Each line of the data below that holds the word "plus" is to be reported in full.

(Source data)

# # #

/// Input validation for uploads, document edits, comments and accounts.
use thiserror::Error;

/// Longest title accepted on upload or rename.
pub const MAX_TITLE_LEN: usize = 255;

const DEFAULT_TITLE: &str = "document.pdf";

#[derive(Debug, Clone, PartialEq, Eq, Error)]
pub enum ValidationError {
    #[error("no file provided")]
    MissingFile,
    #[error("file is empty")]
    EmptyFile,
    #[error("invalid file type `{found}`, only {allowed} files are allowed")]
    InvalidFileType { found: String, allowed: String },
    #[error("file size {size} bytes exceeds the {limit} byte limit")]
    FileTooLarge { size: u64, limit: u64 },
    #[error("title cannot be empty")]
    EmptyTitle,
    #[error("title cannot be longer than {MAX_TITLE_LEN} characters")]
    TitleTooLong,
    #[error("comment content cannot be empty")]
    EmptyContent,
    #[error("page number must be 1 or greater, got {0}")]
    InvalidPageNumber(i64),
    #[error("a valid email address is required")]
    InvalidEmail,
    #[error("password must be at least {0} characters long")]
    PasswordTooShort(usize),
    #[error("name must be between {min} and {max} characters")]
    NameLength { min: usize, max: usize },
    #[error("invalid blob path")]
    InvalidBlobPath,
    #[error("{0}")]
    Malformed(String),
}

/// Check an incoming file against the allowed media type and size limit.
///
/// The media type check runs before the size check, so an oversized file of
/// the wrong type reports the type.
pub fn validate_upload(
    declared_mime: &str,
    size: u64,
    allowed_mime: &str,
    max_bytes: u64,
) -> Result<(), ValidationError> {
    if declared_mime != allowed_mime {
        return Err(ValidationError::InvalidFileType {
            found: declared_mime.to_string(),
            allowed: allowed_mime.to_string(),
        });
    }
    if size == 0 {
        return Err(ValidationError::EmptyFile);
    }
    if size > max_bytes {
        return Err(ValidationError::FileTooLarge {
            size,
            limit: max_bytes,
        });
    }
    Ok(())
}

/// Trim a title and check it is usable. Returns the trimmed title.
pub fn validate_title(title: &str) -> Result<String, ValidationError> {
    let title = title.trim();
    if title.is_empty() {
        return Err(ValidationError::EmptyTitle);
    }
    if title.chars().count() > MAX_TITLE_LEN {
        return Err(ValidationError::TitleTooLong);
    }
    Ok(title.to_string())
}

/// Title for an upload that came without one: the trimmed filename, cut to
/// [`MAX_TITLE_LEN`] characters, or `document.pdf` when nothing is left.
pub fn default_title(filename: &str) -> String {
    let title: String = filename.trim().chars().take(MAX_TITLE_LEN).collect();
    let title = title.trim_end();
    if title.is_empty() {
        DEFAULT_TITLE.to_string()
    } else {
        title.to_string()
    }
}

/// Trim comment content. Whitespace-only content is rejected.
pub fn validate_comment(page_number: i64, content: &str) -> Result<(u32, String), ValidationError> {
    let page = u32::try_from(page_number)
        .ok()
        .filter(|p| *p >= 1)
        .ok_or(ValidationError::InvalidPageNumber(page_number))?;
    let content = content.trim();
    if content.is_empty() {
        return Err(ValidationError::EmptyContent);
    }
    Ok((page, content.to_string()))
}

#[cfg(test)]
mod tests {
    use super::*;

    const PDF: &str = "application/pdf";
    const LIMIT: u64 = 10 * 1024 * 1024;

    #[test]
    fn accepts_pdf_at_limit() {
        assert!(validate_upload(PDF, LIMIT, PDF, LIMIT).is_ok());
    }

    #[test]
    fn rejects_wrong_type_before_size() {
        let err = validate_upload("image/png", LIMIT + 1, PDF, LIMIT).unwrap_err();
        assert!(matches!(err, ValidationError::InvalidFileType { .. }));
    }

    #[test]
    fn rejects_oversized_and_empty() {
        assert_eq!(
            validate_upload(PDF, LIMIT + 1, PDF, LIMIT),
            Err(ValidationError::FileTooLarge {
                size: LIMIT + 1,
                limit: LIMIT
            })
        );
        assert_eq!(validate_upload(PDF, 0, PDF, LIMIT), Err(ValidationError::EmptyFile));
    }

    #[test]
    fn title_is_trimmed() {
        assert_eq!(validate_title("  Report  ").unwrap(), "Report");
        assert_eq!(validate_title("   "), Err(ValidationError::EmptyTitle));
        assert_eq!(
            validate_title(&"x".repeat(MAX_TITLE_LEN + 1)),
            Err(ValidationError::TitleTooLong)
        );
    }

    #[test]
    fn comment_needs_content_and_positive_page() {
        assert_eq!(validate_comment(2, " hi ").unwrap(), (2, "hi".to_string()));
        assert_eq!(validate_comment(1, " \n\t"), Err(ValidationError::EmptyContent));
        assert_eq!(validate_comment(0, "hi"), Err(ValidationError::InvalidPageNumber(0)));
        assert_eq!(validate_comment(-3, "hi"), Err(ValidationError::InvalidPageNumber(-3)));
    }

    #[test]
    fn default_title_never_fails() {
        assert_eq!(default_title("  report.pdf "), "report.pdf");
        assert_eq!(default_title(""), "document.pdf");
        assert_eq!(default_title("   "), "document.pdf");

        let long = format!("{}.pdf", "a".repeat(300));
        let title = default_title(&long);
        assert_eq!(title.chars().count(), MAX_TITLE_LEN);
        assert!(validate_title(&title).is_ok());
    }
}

# # #

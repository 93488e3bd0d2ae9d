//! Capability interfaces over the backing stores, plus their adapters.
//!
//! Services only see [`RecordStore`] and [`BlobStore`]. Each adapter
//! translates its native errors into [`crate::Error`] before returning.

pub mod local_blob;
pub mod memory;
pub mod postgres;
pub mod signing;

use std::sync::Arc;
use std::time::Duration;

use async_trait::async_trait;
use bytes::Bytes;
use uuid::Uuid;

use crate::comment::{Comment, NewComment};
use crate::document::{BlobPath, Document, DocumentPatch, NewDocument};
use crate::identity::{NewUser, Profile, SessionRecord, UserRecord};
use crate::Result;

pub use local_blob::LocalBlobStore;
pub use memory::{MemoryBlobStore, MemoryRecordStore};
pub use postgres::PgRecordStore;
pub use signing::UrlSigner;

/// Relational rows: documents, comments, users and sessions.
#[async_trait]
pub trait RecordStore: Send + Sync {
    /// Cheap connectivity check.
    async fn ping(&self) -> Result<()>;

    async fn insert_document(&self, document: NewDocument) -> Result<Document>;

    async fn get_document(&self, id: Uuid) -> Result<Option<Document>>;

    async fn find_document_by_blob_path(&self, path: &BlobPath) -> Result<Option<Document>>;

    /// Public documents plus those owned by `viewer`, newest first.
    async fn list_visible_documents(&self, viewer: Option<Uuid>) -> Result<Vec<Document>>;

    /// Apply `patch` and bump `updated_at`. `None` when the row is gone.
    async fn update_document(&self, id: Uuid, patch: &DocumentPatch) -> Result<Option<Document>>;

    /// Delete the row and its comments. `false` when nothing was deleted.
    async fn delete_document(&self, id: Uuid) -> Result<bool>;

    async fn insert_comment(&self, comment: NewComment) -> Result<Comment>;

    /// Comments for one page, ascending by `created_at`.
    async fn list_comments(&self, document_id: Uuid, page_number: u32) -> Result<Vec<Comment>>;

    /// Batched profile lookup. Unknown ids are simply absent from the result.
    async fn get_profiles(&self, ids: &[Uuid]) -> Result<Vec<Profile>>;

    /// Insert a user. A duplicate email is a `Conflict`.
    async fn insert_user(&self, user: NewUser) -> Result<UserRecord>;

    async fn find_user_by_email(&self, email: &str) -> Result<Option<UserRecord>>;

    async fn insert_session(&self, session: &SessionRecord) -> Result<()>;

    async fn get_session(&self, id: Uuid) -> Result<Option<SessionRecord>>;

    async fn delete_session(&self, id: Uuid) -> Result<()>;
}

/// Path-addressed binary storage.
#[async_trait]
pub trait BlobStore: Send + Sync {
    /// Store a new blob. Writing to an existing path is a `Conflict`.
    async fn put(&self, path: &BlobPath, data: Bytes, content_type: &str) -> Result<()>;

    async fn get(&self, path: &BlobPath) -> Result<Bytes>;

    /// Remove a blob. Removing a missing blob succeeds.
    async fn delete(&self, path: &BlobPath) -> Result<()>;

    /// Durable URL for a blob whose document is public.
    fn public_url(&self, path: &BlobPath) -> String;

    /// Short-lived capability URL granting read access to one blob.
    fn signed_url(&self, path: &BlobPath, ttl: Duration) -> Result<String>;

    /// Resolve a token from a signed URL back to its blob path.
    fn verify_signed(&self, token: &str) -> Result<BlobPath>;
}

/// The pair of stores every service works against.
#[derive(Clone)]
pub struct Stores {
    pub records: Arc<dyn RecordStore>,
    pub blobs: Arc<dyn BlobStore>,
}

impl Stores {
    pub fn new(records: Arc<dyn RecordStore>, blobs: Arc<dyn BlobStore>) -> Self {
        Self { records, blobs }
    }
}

# # #

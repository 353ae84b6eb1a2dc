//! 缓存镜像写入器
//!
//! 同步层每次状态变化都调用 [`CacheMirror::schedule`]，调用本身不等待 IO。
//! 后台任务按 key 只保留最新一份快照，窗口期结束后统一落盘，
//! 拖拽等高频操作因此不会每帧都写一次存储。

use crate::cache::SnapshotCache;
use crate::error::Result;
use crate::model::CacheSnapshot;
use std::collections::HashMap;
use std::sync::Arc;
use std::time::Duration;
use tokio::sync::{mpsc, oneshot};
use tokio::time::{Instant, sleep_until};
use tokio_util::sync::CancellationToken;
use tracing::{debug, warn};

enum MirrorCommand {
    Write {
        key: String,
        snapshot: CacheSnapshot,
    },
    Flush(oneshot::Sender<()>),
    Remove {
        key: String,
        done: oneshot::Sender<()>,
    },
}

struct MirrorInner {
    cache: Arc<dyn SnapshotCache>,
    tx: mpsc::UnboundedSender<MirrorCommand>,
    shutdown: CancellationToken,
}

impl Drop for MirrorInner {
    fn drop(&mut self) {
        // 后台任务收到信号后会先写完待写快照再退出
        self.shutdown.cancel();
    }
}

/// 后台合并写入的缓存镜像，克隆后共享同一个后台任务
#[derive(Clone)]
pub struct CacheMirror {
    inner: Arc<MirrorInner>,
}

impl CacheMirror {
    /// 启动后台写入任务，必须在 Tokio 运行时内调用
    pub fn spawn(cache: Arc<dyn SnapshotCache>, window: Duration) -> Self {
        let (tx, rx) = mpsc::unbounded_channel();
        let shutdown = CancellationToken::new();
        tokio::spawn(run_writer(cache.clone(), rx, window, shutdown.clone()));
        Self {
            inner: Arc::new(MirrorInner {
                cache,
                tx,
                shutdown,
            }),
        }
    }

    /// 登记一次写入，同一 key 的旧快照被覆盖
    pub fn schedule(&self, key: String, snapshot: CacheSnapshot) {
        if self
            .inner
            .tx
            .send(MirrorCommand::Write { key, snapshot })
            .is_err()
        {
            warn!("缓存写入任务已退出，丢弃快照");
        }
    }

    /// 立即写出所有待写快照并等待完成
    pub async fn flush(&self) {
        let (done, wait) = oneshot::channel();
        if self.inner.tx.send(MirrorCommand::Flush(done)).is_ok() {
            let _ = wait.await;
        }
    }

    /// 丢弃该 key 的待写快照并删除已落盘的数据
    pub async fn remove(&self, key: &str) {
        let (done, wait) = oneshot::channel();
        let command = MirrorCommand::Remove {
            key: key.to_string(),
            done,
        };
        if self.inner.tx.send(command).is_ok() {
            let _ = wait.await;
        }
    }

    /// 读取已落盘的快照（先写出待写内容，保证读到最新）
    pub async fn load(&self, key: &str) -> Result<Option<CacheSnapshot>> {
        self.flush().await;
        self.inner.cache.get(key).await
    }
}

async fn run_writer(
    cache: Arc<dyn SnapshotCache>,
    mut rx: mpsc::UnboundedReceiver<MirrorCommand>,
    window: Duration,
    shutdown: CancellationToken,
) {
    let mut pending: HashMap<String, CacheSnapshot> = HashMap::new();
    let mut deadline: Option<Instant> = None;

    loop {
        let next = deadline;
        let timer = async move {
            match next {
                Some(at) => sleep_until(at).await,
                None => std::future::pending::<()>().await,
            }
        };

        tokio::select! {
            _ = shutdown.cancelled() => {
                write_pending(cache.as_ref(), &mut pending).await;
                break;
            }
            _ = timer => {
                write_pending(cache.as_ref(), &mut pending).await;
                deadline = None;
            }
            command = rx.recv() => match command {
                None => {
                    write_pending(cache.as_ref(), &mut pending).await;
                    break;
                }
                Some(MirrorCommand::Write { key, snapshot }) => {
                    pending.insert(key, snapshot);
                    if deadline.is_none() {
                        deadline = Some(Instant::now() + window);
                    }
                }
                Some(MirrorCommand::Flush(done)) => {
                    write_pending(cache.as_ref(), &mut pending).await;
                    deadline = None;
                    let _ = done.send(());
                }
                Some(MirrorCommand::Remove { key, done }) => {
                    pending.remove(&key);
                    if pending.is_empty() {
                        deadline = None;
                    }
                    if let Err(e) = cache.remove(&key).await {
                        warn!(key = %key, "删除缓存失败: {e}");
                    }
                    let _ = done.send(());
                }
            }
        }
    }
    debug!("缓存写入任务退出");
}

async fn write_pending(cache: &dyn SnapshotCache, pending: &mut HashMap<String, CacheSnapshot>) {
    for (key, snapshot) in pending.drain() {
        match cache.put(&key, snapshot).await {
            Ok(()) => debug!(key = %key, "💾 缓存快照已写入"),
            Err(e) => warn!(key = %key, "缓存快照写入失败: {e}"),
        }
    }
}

# # #

● **Expected answer**:
//! Capability interfaces over the backing stores, plus their adapters.
    /// Public documents plus those owned by `viewer`, newest first.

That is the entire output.